The end of the year will bring the completion of the first round of projects from the Teacher Action Research and Career Development Programme launched at the start of 2019. Education will be provided for boys, staff and parents on the impacts and uses of technology, including presentations by American educational and clinical psychologist, Dr Adam Cox.
We will further advance the Scotch Educational Reading Group, established at the end of last year under the guidance of Director of Research, Teaching and Learning, Dr Peter Coutis, to discuss seminal education research articles. Partnering with the Crescent School, Toronto, and Dr Michael Reichert, and supported by the International Boys’ Schools Coalition, we will further develop the recently launched International Special Interest Group on relational teaching and learning, which connects interested schools into clusters to share expertise and advance their relational teaching practice.
In the Junior School, focus on development themes of Embracing difference and An attitude of caring for others will be given structure with the introduction of a Peer Support model involving all boys from Prep to Year 6. Alongside the ongoing rolling out of the iPad programme across Years 4-6 and further development of offerings in science and technology, there will be a major literature focus on the creative power of poetry.
In the Senior School, new structures and positions relating to operations (Dean of School Operations, Stephen Kong), boys (Dean of Students, David Brown) and the Middle School (Deputy Head of Middle School, Rob Blackmore, supporting Head of Middle School, Katrina Stalker) will be honed and bedded down.
Elsewhere, there will be continued emphasis on boys’ voice (including the website Newsfeed facility), and respectful relationships; a Staff Experience and Engagement Survey will be developed and a new sports uniform will grace ovals, pitches, courts and rivers at home and away.
Of the many seeds for thought of my time at the Judge Business School, one that continues to resonate is economist Dani’s Rodrik’s proposition that we can have at most two of national identity, globalisation, and democracy.

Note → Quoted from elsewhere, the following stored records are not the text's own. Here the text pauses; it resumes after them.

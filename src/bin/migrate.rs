//! CLI for the repo-migrate tool.

use anyhow::{Context, Result, bail};
use clap::{Parser, Subcommand};
use std::path::PathBuf;
use std::time::Duration;
use tokio::sync::watch;
use tracing::{info, warn};
use tracing_subscriber::EnvFilter;

use repo_migrate::prelude::*;
use repo_migrate::credentials;

const VERSION: &str = env!("CARGO_PKG_VERSION");

#[derive(Parser)]
#[command(name = "migrate")]
#[command(author, version, about = "Bulk repository migrations into GitHub", long_about = None)]
struct Cli {
    #[command(subcommand)]
    command: Commands,
}

#[derive(Subcommand)]
enum Commands {
    /// Generate a migration script so the steps can be reviewed, and
    /// optionally edited, before running them
    GenerateScript {
        /// Source GitHub organization (github.com or GHES)
        #[arg(long)]
        github_source_org: Option<String>,

        /// Source Azure DevOps organization
        #[arg(long)]
        ado_source_org: Option<String>,

        /// Restrict the ADO enumeration to a single team project
        #[arg(long)]
        ado_team_project: Option<String>,

        /// Required if migrating from ADO Server, e.g. https://myadoserver.contoso.com
        #[arg(long)]
        ado_server_url: Option<String>,

        /// Target GitHub organization
        #[arg(long)]
        github_target_org: String,

        /// Required if migrating from GHES, e.g. https://myghes.com/api/v3
        #[arg(long)]
        ghes_api_url: Option<String>,

        /// If using AWS, the name of the S3 bucket to upload the archive to
        #[arg(long)]
        aws_bucket_name: Option<String>,

        /// If using AWS, the AWS region of the bucket
        #[arg(long)]
        aws_region: Option<String>,

        /// Disable SSL verification when talking to the GHES instance
        #[arg(long)]
        no_ssl_verify: bool,

        /// Keep the archive on this machine after uploading it
        #[arg(long)]
        keep_archive: bool,

        /// Skip releases when migrating
        #[arg(long)]
        skip_releases: bool,

        /// Lock the source repository when migrating
        #[arg(long)]
        lock_source_repo: bool,

        /// Download the migration log for each repository migration
        #[arg(long)]
        download_migration_logs: bool,

        /// Wait for each migration to finish before starting the next one
        #[arg(long)]
        sequential: bool,

        /// Where to write the generated script
        #[arg(long, default_value = "./migrate.ps1")]
        output: PathBuf,

        /// Personal access token for the source. Overrides GH_SOURCE_PAT
        #[arg(long)]
        github_source_pat: Option<String>,

        /// Personal access token for the ADO source. Overrides ADO_PAT
        #[arg(long)]
        ado_pat: Option<String>,

        #[arg(long)]
        verbose: bool,
    },

    /// Migrate a single repository
    MigrateRepo {
        /// Source GitHub organization (github.com or GHES)
        #[arg(long)]
        github_source_org: Option<String>,

        /// Source Azure DevOps organization
        #[arg(long)]
        ado_source_org: Option<String>,

        /// Team project of the source repository (ADO sources only)
        #[arg(long)]
        ado_team_project: Option<String>,

        /// Required if migrating from ADO Server
        #[arg(long)]
        ado_server_url: Option<String>,

        /// Name of the repository on the source platform
        #[arg(long)]
        source_repo: String,

        /// Target GitHub organization
        #[arg(long)]
        github_target_org: String,

        /// Name of the repository on the target. Defaults to the resolved source name
        #[arg(long)]
        target_repo: Option<String>,

        /// Visibility of the target repository
        #[arg(long, default_value = "private")]
        target_repo_visibility: String,

        /// Required if migrating from GHES
        #[arg(long)]
        ghes_api_url: Option<String>,

        /// If using AWS, the name of the S3 bucket to upload the archive to
        #[arg(long)]
        aws_bucket_name: Option<String>,

        /// If using AWS, the AWS region of the bucket
        #[arg(long)]
        aws_region: Option<String>,

        /// Disable SSL verification when talking to the GHES instance
        #[arg(long)]
        no_ssl_verify: bool,

        /// Keep the archive on this machine after uploading it
        #[arg(long)]
        keep_archive: bool,

        /// Skip releases when migrating
        #[arg(long)]
        skip_releases: bool,

        /// Lock the source repository when migrating
        #[arg(long)]
        lock_source_repo: bool,

        /// Synchronously wait for the migration to finish (the default)
        #[arg(long, conflicts_with = "queue_only", hide = true)]
        wait: bool,

        /// Only queue the migration; wait-for-migration picks it up later
        #[arg(long)]
        queue_only: bool,

        /// Personal access token for the source. Overrides GH_SOURCE_PAT
        #[arg(long)]
        github_source_pat: Option<String>,

        /// Personal access token for the target. Overrides GH_PAT
        #[arg(long)]
        github_target_pat: Option<String>,

        /// Personal access token for the ADO source. Overrides ADO_PAT
        #[arg(long)]
        ado_pat: Option<String>,

        #[arg(long)]
        verbose: bool,
    },

    /// Enumerate, queue and wait on every migratable repository of an
    /// organization in one run
    MigrateOrg {
        /// Source GitHub organization (github.com or GHES)
        #[arg(long)]
        github_source_org: Option<String>,

        /// Source Azure DevOps organization
        #[arg(long)]
        ado_source_org: Option<String>,

        /// Restrict the ADO enumeration to a single team project
        #[arg(long)]
        ado_team_project: Option<String>,

        /// Required if migrating from ADO Server
        #[arg(long)]
        ado_server_url: Option<String>,

        /// Target GitHub organization
        #[arg(long)]
        github_target_org: String,

        /// Required if migrating from GHES
        #[arg(long)]
        ghes_api_url: Option<String>,

        /// If using AWS, the name of the S3 bucket to upload the archive to
        #[arg(long)]
        aws_bucket_name: Option<String>,

        /// If using AWS, the AWS region of the bucket
        #[arg(long)]
        aws_region: Option<String>,

        /// Disable SSL verification when talking to the GHES instance
        #[arg(long)]
        no_ssl_verify: bool,

        /// Keep the archive on this machine after uploading it
        #[arg(long)]
        keep_archive: bool,

        /// Skip releases when migrating
        #[arg(long)]
        skip_releases: bool,

        /// Lock each source repository when migrating
        #[arg(long)]
        lock_source_repo: bool,

        /// Download the migration log for each repository migration
        #[arg(long)]
        download_migration_logs: bool,

        /// Wait for each migration to finish before starting the next one
        #[arg(long)]
        sequential: bool,

        /// Concurrent queue submissions in parallel mode
        #[arg(long, default_value_t = 4, hide = true)]
        queue_concurrency: usize,

        /// Seconds between status polls
        #[arg(long, default_value_t = 10, hide = true)]
        poll_interval: u64,

        /// Seconds before a non-terminal migration counts as failed
        #[arg(long, default_value_t = 4 * 60 * 60, hide = true)]
        max_wait: u64,

        /// Personal access token for the source. Overrides GH_SOURCE_PAT
        #[arg(long)]
        github_source_pat: Option<String>,

        /// Personal access token for the target. Overrides GH_PAT
        #[arg(long)]
        github_target_pat: Option<String>,

        /// Personal access token for the ADO source. Overrides ADO_PAT
        #[arg(long)]
        ado_pat: Option<String>,

        #[arg(long)]
        verbose: bool,
    },

    /// Wait for a queued migration to finish and report its outcome
    WaitForMigration {
        /// The migration to wait for
        #[arg(long)]
        migration_id: String,

        /// Seconds between status polls
        #[arg(long, default_value_t = 10, hide = true)]
        poll_interval: u64,

        /// Seconds before a non-terminal migration counts as failed
        #[arg(long, default_value_t = 4 * 60 * 60, hide = true)]
        max_wait: u64,

        /// Personal access token for the target. Overrides GH_PAT
        #[arg(long)]
        github_pat: Option<String>,

        #[arg(long)]
        verbose: bool,
    },

    /// Download the migration log for a migrated repository
    DownloadLogs {
        /// Target GitHub organization
        #[arg(long)]
        github_target_org: String,

        /// Name of the migrated repository
        #[arg(long)]
        target_repo: String,

        /// Where to write the log. Defaults to migration-log-<org>-<repo>.log
        #[arg(long)]
        migration_log_file: Option<PathBuf>,

        /// Personal access token for the target. Overrides GH_PAT
        #[arg(long)]
        github_pat: Option<String>,

        #[arg(long)]
        verbose: bool,
    },
}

I put this to the boys in an Assembly early in the year, following it up at another by suggesting that in their immediate lives they could, perhaps, see national identity as their desire to be part of a group they feel has characteristics that distinguish it from others; globalisation as their desire to move between and connect groups for mutual advancement; and democracy as their desire to protect the needs and advance the prosperity of the many, while understanding that this often necessitates doing likewise for the few or the one.
The connection of the intimate, personal reflection of an imagined world, with all we observe and those with whom we observe it, rests at the heart of a liberal education, as does, perhaps, any progress with Rodrik’s conundrum.